* **Collected data**:
________
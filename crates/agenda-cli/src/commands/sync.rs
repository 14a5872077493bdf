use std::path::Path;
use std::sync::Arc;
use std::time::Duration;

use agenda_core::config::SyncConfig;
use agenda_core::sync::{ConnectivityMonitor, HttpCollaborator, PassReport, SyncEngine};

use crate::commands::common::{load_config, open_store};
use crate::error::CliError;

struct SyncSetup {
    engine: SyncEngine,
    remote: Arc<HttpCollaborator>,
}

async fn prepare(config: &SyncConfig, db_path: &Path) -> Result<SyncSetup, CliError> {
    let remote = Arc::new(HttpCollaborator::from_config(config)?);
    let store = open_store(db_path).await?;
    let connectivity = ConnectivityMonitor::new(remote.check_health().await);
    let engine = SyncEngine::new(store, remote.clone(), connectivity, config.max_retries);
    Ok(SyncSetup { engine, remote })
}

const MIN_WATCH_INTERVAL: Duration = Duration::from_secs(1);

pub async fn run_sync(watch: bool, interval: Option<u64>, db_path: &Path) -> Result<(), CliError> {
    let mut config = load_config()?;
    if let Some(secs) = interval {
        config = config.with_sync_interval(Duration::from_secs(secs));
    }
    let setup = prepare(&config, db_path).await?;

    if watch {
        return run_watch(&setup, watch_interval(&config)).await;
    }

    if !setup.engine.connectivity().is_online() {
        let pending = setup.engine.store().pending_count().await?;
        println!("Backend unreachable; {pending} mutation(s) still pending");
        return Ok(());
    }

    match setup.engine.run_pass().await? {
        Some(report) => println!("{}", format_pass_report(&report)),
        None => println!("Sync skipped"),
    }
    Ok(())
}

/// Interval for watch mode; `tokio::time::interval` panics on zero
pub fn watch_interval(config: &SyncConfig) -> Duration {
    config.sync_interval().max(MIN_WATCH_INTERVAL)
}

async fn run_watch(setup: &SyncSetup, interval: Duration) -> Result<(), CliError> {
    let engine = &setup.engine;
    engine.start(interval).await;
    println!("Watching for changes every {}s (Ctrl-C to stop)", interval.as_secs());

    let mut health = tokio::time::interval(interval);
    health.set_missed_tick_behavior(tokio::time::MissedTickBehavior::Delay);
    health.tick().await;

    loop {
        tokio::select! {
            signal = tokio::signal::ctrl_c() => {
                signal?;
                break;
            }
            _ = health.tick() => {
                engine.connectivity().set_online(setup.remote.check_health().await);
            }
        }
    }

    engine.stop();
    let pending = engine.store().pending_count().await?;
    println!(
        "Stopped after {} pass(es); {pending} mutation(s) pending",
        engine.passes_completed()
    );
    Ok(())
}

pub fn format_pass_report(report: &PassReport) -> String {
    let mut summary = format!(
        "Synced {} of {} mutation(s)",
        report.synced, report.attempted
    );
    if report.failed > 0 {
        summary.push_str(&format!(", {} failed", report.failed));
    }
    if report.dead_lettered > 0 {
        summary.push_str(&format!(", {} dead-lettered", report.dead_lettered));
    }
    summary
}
________
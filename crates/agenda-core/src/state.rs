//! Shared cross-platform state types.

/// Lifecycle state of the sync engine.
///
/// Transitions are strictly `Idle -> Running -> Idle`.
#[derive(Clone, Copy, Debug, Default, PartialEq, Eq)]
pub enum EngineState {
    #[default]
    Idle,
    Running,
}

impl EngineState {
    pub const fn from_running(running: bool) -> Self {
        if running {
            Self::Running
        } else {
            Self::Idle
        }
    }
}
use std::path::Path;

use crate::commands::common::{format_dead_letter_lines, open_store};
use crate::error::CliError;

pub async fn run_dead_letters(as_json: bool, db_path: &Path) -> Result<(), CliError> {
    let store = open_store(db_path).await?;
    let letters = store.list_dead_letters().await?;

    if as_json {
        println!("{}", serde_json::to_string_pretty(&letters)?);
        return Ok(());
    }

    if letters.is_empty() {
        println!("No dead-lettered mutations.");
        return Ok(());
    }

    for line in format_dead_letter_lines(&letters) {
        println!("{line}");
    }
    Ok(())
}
________
* **Assigned task**:
In the entries above, find each line with "time" and copy it.

* **Reply to the task**:
use std::time::Duration;
/// Interval for watch mode; `tokio::time::interval` panics on zero
    let mut health = tokio::time::interval(interval);
    health.set_missed_tick_behavior(tokio::time::MissedTickBehavior::Delay);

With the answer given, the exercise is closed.